No time right now for me to dig into the interesting and important discussion on how we should orient vertebrae (here and here so far) – that will be coming soon. In the meantime, here’s something else.

As printed, in one of WesternU’s 3D printers.

Coming off the tray.

Cleaned up and in my hand. This is a 70% scale print, so a little smaller than the original, but all the important morphology is clear enough. For one thing, I can finally make sense of the dorsal views of the vertebra.

I have been astonished at how useful a 3D print can be as an aid to thought. The caudals of the Snowmass Haplocanthosaurus are among the smallest sauropod vertebrae I’ve spent a lot of time with, and they’re still heavy enough and fragile enough that I don’t just whip them out and twirl them around in my fingers. But I can do that with the 3D prints, and it really helps ram the morphology home in my brain. There are a thousand subtle things I might not otherwise have noticed if I hadn’t been able to turn those shapes over easily in my hand. Not to mention the other things you can do with prints, like physically sculpt on them without gooping up your fossils (we’re midway through step #8 from that post, BTW).

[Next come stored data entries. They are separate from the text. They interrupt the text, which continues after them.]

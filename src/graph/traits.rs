//! Collaborator seams: asynchronous constraint search and the nonlinear
//! solver behind the pose graph.

use std::sync::Arc;

use nalgebra::Isometry3;

use crate::core::{NodeId, SubmapId};
use crate::graph::connectivity::TrajectoryConnectivity;
use crate::graph::constraint::Constraint;
use crate::graph::node::TrajectoryNode;
use crate::graph::submap::Submap;
use crate::sensor::ImuSample;

/// Completion callback handed to [`ConstraintBuilder::when_done`].
pub type WhenDoneCallback = Box<dyn FnOnce(Vec<Constraint>) + Send>;

/// Asynchronous scan-to-submap constraint search.
///
/// The pose graph submits candidate pairs and marks the end of each scan's
/// submissions; the implementation resolves them on its own schedule and
/// reports finished batches through `when_done`.
pub trait ConstraintBuilder: Send + Sync {
    /// Schedules a search for a constraint between `submap` and the node's
    /// scan, seeded with `relative_pose` (node in the submap frame).
    fn maybe_add_constraint(
        &self,
        submap_id: SubmapId,
        submap: &Arc<Submap>,
        node_id: NodeId,
        scan_index: usize,
        nodes: &[TrajectoryNode],
        relative_pose: Isometry3<f64>,
    );

    /// Schedules a full-submap search with no pose prior. On a match the
    /// implementation records the cross-trajectory link in `connectivity`.
    fn maybe_add_global_constraint(
        &self,
        submap_id: SubmapId,
        submap: &Arc<Submap>,
        node_id: NodeId,
        scan_index: usize,
        connectivity: &Arc<TrajectoryConnectivity>,
        nodes: &[TrajectoryNode],
    );

    /// Marks the end of the submissions belonging to one scan. Called once
    /// per scan, in scan order.
    fn notify_end_of_scan(&self, scan_index: usize);

    /// Number of scans whose searches have all resolved.
    fn num_finished_scans(&self) -> usize;

    /// Registers a completion callback, to be invoked exactly once with the
    /// batch of constraints found since the previous callback, from a thread
    /// other than the caller's. Multiple registrations are allowed and fire
    /// in registration order; each callback must return before the next one
    /// starts.
    fn when_done(&self, callback: WhenDoneCallback);
}

/// Solver-side pose estimate for one submap.
#[derive(Clone, Copy, Debug)]
pub struct SubmapData {
    pub pose: Isometry3<f64>,
}

/// Solver-side pose estimate for one trajectory node.
#[derive(Clone, Copy, Debug)]
pub struct NodeData {
    pub time_us: u64,
    pub point_cloud_pose: Isometry3<f64>,
}

/// Nonlinear least-squares problem over submap and node poses.
///
/// Estimates are indexed `[trajectory_id][dense_index]`, mirroring the ids
/// the graph assigns. `solve` refines every estimate added so far against
/// the given constraints and must leave all poses finite.
pub trait OptimizationProblem: Send {
    /// Appends a submap pose variable with the given initial estimate.
    fn add_submap(&mut self, trajectory_id: usize, initial_pose: Isometry3<f64>);

    /// Appends a node pose variable with the given initial estimate.
    fn add_trajectory_node(&mut self, trajectory_id: usize, time_us: u64, pose: Isometry3<f64>);

    /// Feeds an IMU sample into the trajectory's motion model.
    fn add_imu_data(&mut self, trajectory_id: usize, sample: ImuSample);

    /// Runs the solver over all variables added so far.
    fn solve(&mut self, constraints: &[Constraint]);

    /// Current submap pose estimates.
    fn submap_data(&self) -> Vec<Vec<SubmapData>>;

    /// Current node pose estimates.
    fn node_data(&self) -> Vec<Vec<NodeData>>;

    /// Caps the solver iteration count for subsequent `solve` calls.
    fn set_max_num_iterations(&mut self, max_num_iterations: u32);
}
//! Graph constraints: weighted relative poses between submaps and nodes.

use nalgebra::{Isometry3, Matrix6};

use crate::core::{NodeId, SubmapId};

/// How a constraint was produced.
#[derive(Clone, Copy, Debug, PartialEq, Eq, Hash)]
pub enum ConstraintKind {
    /// The scan was inserted into the submap while it was being built; the
    /// relative pose comes straight from local tracking.
    IntraSubmap,
    /// Loop closure: the scan was matched against an already finished
    /// submap by a constraint search.
    InterSubmap,
}

/// A measured relative pose together with its weight.
#[derive(Clone, Debug)]
pub struct ConstraintPose {
    /// Pose of the node expressed in the submap frame.
    pub relative_pose: Isometry3<f64>,
    /// Square root of the inverse measurement covariance.
    pub sqrt_information: Matrix6<f64>,
}

/// One residual of the optimization problem, tying a node to a submap.
///
/// Constraints are append-only: once recorded they are never mutated or
/// retracted. Duplicates produced by overlapping search paths are valid
/// solver input.
#[derive(Clone, Debug)]
pub struct Constraint {
    pub submap_id: SubmapId,
    pub node_id: NodeId,
    pub pose: ConstraintPose,
    pub kind: ConstraintKind,
}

Anyway, back to Xeno. Mike reminded me that I have seen the actual specimen in person exactly once, very briefly during our 2005 visit to the NHM collections when I was over there for SVPCA. But it wasn’t Xeno yet, and we had other fish to fry, including a lot of pneumatic and possibly-pneumatic stuff for me to see and photograph for my dissertation. So I have to admit that it didn’t register. Being able to handle it now, so much that Mike has written about it snaps into focus. Not that his writing isn’t clear, there’s just a huge gulf between the best written description and holding a thing in your hands.

Why do I have this thing? Partly to educate myself, partly because it’s relevant to a current project, and partly because we may not be done with Xeno. Stay tuned.

Many thanks to Gary Wisser for setting up the print, and to Jeff Macalino for pulling it for me.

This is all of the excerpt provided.